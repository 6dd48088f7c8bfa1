//! Unified error handling with Sentry integration.
//!
//! Provides a unified `AppError` type that captures server-class errors to
//! Sentry before responding to the client. All route handlers return
//! `Result<T, AppError>`. Responses carry a JSON `{"message": …}` body, the
//! wire shape the storefront client has always consumed.

use axum::{
    Json,
    http::StatusCode,
    response::{IntoResponse, Response},
};
use serde_json::json;
use thiserror::Error;

use crate::db::RepositoryError;
use crate::services::auth::AuthError;

/// Application-level error type for the API.
#[derive(Debug, Error)]
pub enum AppError {
    /// Database operation failed.
    #[error("Database error: {0}")]
    Database(#[from] RepositoryError),

    /// Authentication operation failed.
    #[error("Auth error: {0}")]
    Auth(#[from] AuthError),

    /// Request rejected before persistence.
    #[error("Validation error: {0}")]
    Validation(String),

    /// Resource not found.
    #[error("Not found: {0}")]
    NotFound(String),

    /// Caller is not authenticated.
    #[error("Unauthorized: {0}")]
    Unauthorized(String),

    /// Caller is authenticated but not allowed this operation.
    #[error("Forbidden: {0}")]
    Forbidden(String),

    /// Internal server error.
    #[error("Internal error: {0}")]
    Internal(String),
}

impl IntoResponse for AppError {
    fn into_response(self) -> Response {
        // Capture server errors to Sentry
        if matches!(self, Self::Database(_) | Self::Internal(_)) {
            let event_id = sentry::capture_error(&self);
            tracing::error!(
                error = %self,
                sentry_event_id = %event_id,
                "Request error"
            );
        }

        let status = match &self {
            Self::Database(RepositoryError::NotFound) | Self::NotFound(_) => StatusCode::NOT_FOUND,
            Self::Database(RepositoryError::Conflict(_)) => StatusCode::CONFLICT,
            Self::Database(_) | Self::Internal(_) => StatusCode::INTERNAL_SERVER_ERROR,
            Self::Auth(err) => match err {
                AuthError::InvalidCredentials => StatusCode::UNAUTHORIZED,
                AuthError::UserAlreadyExists => StatusCode::CONFLICT,
                AuthError::WeakPassword(_) | AuthError::InvalidEmail(_) => StatusCode::BAD_REQUEST,
                _ => StatusCode::INTERNAL_SERVER_ERROR,
            },
            Self::Validation(_) => StatusCode::BAD_REQUEST,
            Self::Unauthorized(_) => StatusCode::UNAUTHORIZED,
            Self::Forbidden(_) => StatusCode::FORBIDDEN,
        };

        // Don't expose internal error details to clients
        let message = match &self {
            Self::Database(RepositoryError::NotFound) => "Not found".to_string(),
            Self::Database(RepositoryError::Conflict(msg)) => msg.clone(),
            Self::Database(_) | Self::Internal(_) => "Server error".to_string(),
            Self::Auth(err) => match err {
                AuthError::InvalidCredentials => "Invalid email or password".to_string(),
                AuthError::UserAlreadyExists => {
                    "An account with this email already exists".to_string()
                }
                AuthError::WeakPassword(msg) => msg.clone(),
                AuthError::InvalidEmail(_) => "Invalid email address".to_string(),
                _ => "Authentication error".to_string(),
            },
            Self::Validation(msg) => msg.clone(),
            Self::NotFound(what) => format!("{what} not found"),
            Self::Unauthorized(msg) | Self::Forbidden(msg) => msg.clone(),
        };

        message_response(status, &message)
    }
}

/// Result type alias for `AppError`.
pub type Result<T> = std::result::Result<T, AppError>;

/// Build a `{"message": …}` response with the given status.
pub fn message_response(status: StatusCode, message: &str) -> Response {
    (status, Json(json!({ "message": message }))).into_response()
}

| Task details |
Only the lines from the first line of the records through the line with "Responses carry a" should be reproduced, exactly and with nothing added.

| Task answer |
repository 6dd48088f7c8bfa1
//! Unified error handling with Sentry integration.
//!
//! Provides a unified `AppError` type that captures server-class errors to
//! Sentry before responding to the client. All route handlers return
//! `Result<T, AppError>`. Responses carry a JSON `{"message": …}` body, the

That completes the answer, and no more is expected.